Stored data entries
□ □ □ □ □ □ □

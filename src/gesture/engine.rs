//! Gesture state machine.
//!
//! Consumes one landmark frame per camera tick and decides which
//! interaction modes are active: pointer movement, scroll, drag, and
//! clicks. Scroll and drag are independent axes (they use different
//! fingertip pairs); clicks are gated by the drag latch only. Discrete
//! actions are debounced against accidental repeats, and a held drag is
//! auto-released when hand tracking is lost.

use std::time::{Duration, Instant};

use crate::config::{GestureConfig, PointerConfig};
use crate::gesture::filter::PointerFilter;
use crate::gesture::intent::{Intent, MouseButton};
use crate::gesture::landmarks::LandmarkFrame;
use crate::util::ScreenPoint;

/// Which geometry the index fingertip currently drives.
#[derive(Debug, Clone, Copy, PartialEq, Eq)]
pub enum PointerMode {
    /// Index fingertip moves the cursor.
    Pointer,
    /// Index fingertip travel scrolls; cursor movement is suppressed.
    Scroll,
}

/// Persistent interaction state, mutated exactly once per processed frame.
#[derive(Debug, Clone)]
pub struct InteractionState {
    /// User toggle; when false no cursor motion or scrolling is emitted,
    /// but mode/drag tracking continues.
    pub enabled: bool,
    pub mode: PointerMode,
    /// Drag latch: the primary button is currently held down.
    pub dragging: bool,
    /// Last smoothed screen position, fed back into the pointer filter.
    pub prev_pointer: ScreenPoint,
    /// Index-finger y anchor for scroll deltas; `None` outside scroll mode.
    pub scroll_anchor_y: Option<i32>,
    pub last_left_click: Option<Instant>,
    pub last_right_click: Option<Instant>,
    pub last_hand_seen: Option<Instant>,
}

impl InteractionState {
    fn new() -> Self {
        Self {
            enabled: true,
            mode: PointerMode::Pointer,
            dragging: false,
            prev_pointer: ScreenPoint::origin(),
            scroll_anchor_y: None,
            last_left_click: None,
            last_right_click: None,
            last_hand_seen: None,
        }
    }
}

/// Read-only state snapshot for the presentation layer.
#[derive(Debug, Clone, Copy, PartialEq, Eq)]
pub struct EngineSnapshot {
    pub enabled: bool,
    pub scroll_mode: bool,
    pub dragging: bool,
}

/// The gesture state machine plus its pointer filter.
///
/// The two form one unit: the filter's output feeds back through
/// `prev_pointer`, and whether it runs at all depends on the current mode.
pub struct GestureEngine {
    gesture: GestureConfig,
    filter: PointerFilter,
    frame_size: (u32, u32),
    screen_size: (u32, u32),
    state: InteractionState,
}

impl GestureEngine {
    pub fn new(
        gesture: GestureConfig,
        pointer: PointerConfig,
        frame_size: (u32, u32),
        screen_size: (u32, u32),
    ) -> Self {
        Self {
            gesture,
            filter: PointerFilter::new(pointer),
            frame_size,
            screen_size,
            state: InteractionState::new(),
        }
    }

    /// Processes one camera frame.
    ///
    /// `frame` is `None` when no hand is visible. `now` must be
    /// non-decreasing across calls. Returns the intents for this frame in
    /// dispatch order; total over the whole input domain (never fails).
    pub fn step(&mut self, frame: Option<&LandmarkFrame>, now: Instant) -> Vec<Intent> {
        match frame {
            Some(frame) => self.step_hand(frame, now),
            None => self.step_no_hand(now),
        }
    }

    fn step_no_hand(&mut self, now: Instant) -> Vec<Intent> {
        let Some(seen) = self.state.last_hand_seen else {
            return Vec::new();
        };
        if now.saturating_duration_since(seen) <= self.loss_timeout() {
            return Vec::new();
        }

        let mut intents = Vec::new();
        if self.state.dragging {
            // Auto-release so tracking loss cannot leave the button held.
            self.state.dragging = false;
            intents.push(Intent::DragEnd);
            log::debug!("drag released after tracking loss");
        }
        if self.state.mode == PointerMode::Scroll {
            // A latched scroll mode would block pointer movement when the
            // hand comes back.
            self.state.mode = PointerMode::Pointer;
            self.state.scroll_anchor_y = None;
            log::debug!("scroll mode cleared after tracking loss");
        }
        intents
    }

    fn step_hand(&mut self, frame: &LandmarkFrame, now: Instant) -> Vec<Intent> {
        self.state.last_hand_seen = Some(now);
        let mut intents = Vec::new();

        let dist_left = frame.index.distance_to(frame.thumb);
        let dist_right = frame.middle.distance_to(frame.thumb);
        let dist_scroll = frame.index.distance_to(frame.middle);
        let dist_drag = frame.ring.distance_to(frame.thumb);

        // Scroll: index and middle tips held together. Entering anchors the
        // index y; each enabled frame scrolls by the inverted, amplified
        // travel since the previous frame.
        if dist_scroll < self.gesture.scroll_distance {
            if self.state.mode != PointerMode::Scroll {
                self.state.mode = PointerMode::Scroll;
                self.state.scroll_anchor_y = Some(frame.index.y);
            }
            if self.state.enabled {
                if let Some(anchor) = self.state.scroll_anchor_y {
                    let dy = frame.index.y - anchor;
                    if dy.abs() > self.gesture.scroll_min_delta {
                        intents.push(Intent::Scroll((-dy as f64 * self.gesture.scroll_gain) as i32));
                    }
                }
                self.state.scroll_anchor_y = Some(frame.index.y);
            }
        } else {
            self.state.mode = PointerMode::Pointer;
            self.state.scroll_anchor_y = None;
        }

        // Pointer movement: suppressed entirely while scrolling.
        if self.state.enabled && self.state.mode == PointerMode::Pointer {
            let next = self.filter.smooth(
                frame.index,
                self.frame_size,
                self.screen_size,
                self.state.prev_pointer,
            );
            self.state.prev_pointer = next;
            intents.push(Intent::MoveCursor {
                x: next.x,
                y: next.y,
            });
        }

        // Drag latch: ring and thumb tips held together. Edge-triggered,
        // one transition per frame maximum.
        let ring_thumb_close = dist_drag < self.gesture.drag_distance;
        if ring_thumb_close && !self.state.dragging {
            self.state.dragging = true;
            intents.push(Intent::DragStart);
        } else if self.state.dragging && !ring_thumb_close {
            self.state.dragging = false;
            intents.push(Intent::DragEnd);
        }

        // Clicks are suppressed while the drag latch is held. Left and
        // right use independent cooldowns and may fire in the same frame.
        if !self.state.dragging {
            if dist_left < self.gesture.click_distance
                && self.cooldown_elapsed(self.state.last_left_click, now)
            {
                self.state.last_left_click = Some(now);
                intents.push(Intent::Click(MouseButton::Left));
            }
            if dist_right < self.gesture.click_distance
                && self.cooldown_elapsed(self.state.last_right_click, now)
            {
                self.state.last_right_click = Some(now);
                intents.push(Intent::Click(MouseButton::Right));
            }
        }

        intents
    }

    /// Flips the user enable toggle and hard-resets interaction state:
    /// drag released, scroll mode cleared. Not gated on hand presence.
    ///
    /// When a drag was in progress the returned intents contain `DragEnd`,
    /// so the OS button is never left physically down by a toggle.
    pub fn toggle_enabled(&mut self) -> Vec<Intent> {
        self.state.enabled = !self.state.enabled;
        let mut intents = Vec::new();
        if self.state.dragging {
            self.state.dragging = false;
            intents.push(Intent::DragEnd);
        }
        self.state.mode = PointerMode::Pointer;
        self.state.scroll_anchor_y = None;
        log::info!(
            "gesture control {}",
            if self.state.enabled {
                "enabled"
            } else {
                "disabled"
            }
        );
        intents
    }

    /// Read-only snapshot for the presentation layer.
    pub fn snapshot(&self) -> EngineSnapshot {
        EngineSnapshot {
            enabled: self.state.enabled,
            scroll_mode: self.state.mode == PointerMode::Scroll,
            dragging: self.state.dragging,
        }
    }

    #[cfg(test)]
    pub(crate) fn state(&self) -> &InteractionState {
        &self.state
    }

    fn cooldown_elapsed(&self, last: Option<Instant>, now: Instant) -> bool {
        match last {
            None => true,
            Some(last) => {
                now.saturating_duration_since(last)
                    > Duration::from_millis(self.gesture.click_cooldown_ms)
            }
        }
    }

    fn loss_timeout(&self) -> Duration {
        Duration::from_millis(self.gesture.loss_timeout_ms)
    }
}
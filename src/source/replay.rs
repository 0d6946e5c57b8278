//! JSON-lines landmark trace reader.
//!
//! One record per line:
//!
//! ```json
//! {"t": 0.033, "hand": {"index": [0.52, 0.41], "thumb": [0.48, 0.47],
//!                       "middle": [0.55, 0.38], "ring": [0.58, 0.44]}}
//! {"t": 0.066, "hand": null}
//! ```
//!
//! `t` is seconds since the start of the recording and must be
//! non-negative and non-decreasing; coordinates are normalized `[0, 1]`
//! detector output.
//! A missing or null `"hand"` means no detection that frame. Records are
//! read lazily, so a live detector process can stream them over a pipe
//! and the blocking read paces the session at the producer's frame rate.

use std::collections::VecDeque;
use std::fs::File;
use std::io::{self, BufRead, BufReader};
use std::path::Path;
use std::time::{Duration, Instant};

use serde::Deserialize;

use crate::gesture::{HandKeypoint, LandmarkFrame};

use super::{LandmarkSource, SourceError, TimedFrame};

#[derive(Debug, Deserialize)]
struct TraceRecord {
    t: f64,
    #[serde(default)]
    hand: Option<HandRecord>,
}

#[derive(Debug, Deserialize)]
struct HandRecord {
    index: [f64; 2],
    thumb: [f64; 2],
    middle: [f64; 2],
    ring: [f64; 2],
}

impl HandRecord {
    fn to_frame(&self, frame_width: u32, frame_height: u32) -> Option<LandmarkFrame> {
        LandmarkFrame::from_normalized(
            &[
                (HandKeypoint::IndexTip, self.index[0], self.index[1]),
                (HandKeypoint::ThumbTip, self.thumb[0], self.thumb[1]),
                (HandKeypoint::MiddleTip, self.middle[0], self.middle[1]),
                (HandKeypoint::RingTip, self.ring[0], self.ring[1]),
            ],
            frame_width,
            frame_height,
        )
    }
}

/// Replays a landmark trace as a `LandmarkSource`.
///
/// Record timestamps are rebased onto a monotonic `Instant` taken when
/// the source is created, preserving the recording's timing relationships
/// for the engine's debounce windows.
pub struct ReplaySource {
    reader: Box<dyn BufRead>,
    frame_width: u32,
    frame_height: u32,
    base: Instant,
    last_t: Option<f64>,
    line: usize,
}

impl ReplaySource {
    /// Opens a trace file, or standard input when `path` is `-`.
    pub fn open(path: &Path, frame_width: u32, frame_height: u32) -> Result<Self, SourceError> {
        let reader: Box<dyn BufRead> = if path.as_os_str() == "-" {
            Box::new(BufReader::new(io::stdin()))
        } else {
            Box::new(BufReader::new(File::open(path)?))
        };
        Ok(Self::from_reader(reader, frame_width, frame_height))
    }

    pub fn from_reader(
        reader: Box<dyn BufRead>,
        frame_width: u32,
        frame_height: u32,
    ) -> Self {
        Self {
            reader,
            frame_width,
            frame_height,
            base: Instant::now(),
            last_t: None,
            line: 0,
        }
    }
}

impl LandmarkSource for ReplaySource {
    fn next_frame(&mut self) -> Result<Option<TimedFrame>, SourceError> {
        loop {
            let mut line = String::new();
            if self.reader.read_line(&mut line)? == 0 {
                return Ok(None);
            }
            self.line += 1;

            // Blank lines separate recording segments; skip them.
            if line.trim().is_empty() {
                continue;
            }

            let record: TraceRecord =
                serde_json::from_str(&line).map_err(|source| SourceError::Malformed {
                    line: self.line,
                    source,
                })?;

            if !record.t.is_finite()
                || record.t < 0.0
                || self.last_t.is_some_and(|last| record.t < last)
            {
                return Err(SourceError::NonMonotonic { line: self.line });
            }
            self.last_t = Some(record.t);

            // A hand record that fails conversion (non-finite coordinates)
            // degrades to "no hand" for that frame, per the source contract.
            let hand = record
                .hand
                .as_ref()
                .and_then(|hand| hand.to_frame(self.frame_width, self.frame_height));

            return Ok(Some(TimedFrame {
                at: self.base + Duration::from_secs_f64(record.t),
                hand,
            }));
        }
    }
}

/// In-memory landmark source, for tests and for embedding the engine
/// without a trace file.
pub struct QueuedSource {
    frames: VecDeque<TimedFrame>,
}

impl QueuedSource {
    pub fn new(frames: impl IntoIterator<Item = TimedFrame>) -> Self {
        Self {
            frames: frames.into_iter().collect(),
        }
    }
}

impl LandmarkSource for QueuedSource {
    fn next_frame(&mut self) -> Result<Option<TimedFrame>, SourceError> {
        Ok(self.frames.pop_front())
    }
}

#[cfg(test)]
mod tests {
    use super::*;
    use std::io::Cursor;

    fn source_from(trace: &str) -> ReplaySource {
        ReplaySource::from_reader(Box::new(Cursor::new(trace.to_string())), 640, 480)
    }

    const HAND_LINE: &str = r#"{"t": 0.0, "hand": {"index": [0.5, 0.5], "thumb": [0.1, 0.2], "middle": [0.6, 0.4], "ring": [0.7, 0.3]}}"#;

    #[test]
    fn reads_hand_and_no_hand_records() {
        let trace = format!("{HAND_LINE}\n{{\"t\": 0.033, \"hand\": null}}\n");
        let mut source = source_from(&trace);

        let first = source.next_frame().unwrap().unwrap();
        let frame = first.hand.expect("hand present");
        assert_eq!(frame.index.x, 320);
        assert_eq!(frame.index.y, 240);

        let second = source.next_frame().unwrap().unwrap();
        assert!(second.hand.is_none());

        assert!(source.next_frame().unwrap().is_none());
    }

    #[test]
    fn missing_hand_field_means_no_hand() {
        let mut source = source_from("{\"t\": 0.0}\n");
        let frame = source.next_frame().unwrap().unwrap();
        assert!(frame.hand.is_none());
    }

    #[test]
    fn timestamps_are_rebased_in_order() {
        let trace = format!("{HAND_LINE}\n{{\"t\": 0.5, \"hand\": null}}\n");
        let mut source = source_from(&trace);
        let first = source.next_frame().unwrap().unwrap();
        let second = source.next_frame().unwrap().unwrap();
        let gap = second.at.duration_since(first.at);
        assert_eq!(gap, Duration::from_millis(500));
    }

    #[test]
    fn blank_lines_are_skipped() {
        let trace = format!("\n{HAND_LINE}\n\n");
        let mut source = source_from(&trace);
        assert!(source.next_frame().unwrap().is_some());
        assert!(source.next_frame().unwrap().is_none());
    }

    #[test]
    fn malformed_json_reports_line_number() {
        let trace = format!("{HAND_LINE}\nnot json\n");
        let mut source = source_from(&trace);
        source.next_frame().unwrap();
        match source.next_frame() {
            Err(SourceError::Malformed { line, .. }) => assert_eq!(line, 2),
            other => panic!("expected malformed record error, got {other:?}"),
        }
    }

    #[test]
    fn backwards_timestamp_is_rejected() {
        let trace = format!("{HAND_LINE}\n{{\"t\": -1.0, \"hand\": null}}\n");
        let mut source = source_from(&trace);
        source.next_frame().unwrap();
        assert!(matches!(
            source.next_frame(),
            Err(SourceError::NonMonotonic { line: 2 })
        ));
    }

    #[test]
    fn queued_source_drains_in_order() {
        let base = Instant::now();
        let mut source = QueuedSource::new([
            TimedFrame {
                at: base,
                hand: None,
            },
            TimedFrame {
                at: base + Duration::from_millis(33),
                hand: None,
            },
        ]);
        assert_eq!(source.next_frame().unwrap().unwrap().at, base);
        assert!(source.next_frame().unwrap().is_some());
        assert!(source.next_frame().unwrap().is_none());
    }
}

□ □ □ □ □ □ □

● What needs to be done
Scan the records above for the word "after". Show each line in which it appears.

● Expected output
            log::debug!("drag released after tracking loss");
            log::debug!("scroll mode cleared after tracking loss");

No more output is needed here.